Here are some excerpts from our conversation
About loanDepot
loanDepot was founded in 2010, right after the subprime mortgage crisis. The founder, Anthony Hsieh saw an opportunity to start a new, digital mortgage lending experience to make the home buying and financing process more efficient and transparent with modern technologies. They built third-party integrations directly into the originations process to collect a borrower’s income, employment, and asset information to deliver a fast and hassle-free transaction experience. That was revolutionary in a sector which used to be paper intensive. Since inception, they have funded more than $498 billion. Today, their nationwide team of 4,000 plus members assists more than 6,800 customers with mortgage originations transactions each month.
Her career in financial services, accounting and related systems
Jen started her career in auditing at KPMG, in the financial services sector in the Southern California area just before the 2008 crash. She got to see many troubled banks. She left KPMG after 7 years to join a regional bank as the head of their internal audit. That role expanded her exposure to systems, again on a timely basis, as companies were focusing on process automations, digital transformations, adopting cloud computing, etc. In her role, she reviewed process and controls around several new systems implementations. And loved the experience around the systems side of accounting. Since 2020, she has been involved in Workday (financials related) projects at loanDepot. She enjoys the financial services sector because of the macroeconomic lens it brings, and how it's so important for the health of the US economy.

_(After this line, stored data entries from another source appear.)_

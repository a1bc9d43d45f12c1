//! # Run Driver
//!
//! Orchestrates one chunking run: validate parameters, plan the grid,
//! select a strategy once, build every cell, hand chunks to the sink.
//!
//! Structural failures (bad parameters, bad extents) surface before the
//! sink sees anything. Per-cell boolean failures degrade to empty chunks
//! so one bad cell cannot abort a grid-wide batch.

use chunker_grid::{CellDescriptor, GridPlan};
use config::constants::MAX_GRID_DIM;
use glam::DMat4;
use serde::{Deserialize, Serialize};

use crate::error::ChunkError;
use crate::mesh::PolyMesh;
use crate::sink::{Chunk, SceneSink};
use crate::source::MeshSource;
use crate::strategy::{ChunkStrategy, StrategyKind};

// =============================================================================
// PARAMETERS
// =============================================================================

/// Configuration for one chunking run.
#[derive(Debug, Clone, Copy, PartialEq, Serialize, Deserialize)]
pub struct ChunkParams {
    /// Cell count along X, `1..=MAX_GRID_DIM`
    pub columns: u32,
    /// Cell count along Y, `1..=MAX_GRID_DIM`
    pub rows: u32,
    /// Which strategy builds the chunks
    pub strategy: StrategyKind,
    /// Emit per-cell diagnostics at info level instead of debug
    pub verbose: bool,
}

impl Default for ChunkParams {
    fn default() -> Self {
        Self {
            columns: config::constants::DEFAULT_COLUMNS,
            rows: config::constants::DEFAULT_ROWS,
            strategy: StrategyKind::default(),
            verbose: false,
        }
    }
}

impl ChunkParams {
    /// Creates parameters with the given grid counts and defaults otherwise.
    pub fn grid(columns: u32, rows: u32) -> Self {
        Self {
            columns,
            rows,
            ..Self::default()
        }
    }

    /// Selects the strategy.
    pub fn with_strategy(mut self, strategy: StrategyKind) -> Self {
        self.strategy = strategy;
        self
    }

    fn validate(&self) -> Result<(), ChunkError> {
        for (axis, count) in [("columns", self.columns), ("rows", self.rows)] {
            if count == 0 || count > MAX_GRID_DIM {
                return Err(ChunkError::invalid_params(format!(
                    "{axis} must be in 1..={MAX_GRID_DIM}, got {count}"
                )));
            }
        }
        Ok(())
    }
}

// =============================================================================
// REPORT
// =============================================================================

/// Summary of a finished run, for diagnostics and downstream tooling.
#[derive(Debug, Clone, PartialEq, Serialize, Deserialize)]
pub struct ChunkReport {
    /// Grid columns used
    pub columns: u32,
    /// Grid rows used
    pub rows: u32,
    /// World-space bounding box size
    pub size: [f64; 3],
    /// Strategy name
    pub strategy: String,
    /// Total chunks handed to the sink
    pub chunks_created: usize,
    /// Cells whose chunk carried no faces
    pub empty_cells: Vec<(u32, u32)>,
}

// =============================================================================
// CHUNKER
// =============================================================================

/// A configured chunking run.
///
/// # Example
///
/// ```rust
/// use chunker_mesh::{ChunkParams, Chunker, MemorySink, PolyMesh, SourceObject, StrategyKind};
/// use glam::{DMat4, DVec3};
///
/// let object = SourceObject::new(
///     "Crate",
///     PolyMesh::cuboid(DVec3::ZERO, DVec3::ONE),
///     DMat4::IDENTITY,
/// );
/// let params = ChunkParams::grid(2, 2).with_strategy(StrategyKind::Selection);
/// let mut sink = MemorySink::new();
///
/// let report = Chunker::new(params).unwrap().run(&object, &mut sink).unwrap();
/// assert_eq!(report.chunks_created, 4);
/// ```
#[derive(Debug, Clone, Copy)]
pub struct Chunker {
    params: ChunkParams,
}

impl Chunker {
    /// Creates a chunker, validating parameters upfront.
    pub fn new(params: ChunkParams) -> Result<Self, ChunkError> {
        params.validate()?;
        Ok(Self { params })
    }

    /// Runs the chunking over `source`, feeding finished chunks to `sink`.
    ///
    /// Fails before touching the sink when the grid cannot be planned.
    /// Returns a per-run report; empty cells are listed there and their
    /// chunks are still handed to the sink, flagged via [`Chunk::is_empty`].
    pub fn run<S, K>(&self, source: &S, sink: &mut K) -> Result<ChunkReport, ChunkError>
    where
        S: MeshSource,
        K: SceneSink,
    {
        let transform = source.world_transform();
        let corners = source.local_bound_corners();
        let plan = GridPlan::new(&corners, &transform, self.params.columns, self.params.rows)?;

        let strategy = self.params.strategy.instantiate();
        let spec = plan.spec();
        let size = spec.bounds.size();
        log::info!(
            "chunking '{}': grid {}x{}, size ({:.2}, {:.2}, {:.2}), strategy {}",
            source.name(),
            spec.columns,
            spec.rows,
            size.x,
            size.y,
            size.z,
            strategy.name(),
        );

        let cells: Vec<CellDescriptor> = plan.cells().collect();
        let built = build_all(strategy.as_ref(), source.mesh(), &transform, &cells)?;

        let collection = format!("{}_Chunks", source.name());
        let mut empty_cells = Vec::new();
        let mut chunks_created = 0;

        for (cell, mut mesh) in cells.into_iter().zip(built) {
            mesh.compute_normals();
            let chunk = Chunk::new(source.name(), &cell, mesh);

            if self.params.verbose {
                log::info!(
                    "chunk ({}, {}) -> vertices: {}, faces: {}",
                    cell.ix,
                    cell.iy,
                    chunk.mesh.vertex_count(),
                    chunk.mesh.face_count(),
                );
            } else {
                log::debug!(
                    "chunk ({}, {}) -> vertices: {}, faces: {}",
                    cell.ix,
                    cell.iy,
                    chunk.mesh.vertex_count(),
                    chunk.mesh.face_count(),
                );
            }

            if chunk.is_empty() {
                empty_cells.push((cell.ix, cell.iy));
            }
            sink.accept_chunk(&collection, chunk);
            chunks_created += 1;
        }

        log::info!(
            "chunking '{}' complete: {} chunks created, {} empty",
            source.name(),
            chunks_created,
            empty_cells.len(),
        );

        Ok(ChunkReport {
            columns: spec.columns,
            rows: spec.rows,
            size: [size.x, size.y, size.z],
            strategy: strategy.name().to_string(),
            chunks_created,
            empty_cells,
        })
    }
}

/// Builds one cell, downgrading boolean solver failures to empty chunks.
fn build_cell(
    strategy: &dyn ChunkStrategy,
    local: &PolyMesh,
    transform: &DMat4,
    cell: &CellDescriptor,
) -> Result<PolyMesh, ChunkError> {
    match strategy.build_chunk(local, transform, cell) {
        Err(ChunkError::Boolean(err)) => {
            log::warn!(
                "cell ({}, {}): boolean solve failed ({err}), emitting empty chunk",
                cell.ix,
                cell.iy,
            );
            Ok(PolyMesh::new())
        }
        other => other,
    }
}

#[cfg(not(feature = "parallel"))]
fn build_all(
    strategy: &dyn ChunkStrategy,
    local: &PolyMesh,
    transform: &DMat4,
    cells: &[CellDescriptor],
) -> Result<Vec<PolyMesh>, ChunkError> {
    cells
        .iter()
        .map(|cell| build_cell(strategy, local, transform, cell))
        .collect()
}

/// Cells are independent: each build only reads the source and writes its
/// own mesh. Collecting keeps results in cell order, so the output is
/// deterministic regardless of scheduling.
#[cfg(feature = "parallel")]
fn build_all(
    strategy: &dyn ChunkStrategy,
    local: &PolyMesh,
    transform: &DMat4,
    cells: &[CellDescriptor],
) -> Result<Vec<PolyMesh>, ChunkError> {
    use rayon::prelude::*;

    cells
        .par_iter()
        .map(|cell| build_cell(strategy, local, transform, cell))
        .collect()
}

The Workday product differentiation in their sector
in 2020, loanDepot decided to digitally transform their office of the CFO. They already had implemented Workday HCM and payroll. So Workday Financials, Accounting Center and Prism Analytics was the most logical, best-fitting solution as they facilitated the precision of the loan-level accounting at a low level of granularity and, importantly, did so at their large scale of volumes. They previously used an industry specific product but realized it could not easily scale to their exploding volumes. Jen had joined loanDepot to help with the Workday Financials implementation and then stayed to run that team post-go-live in a new organizational format.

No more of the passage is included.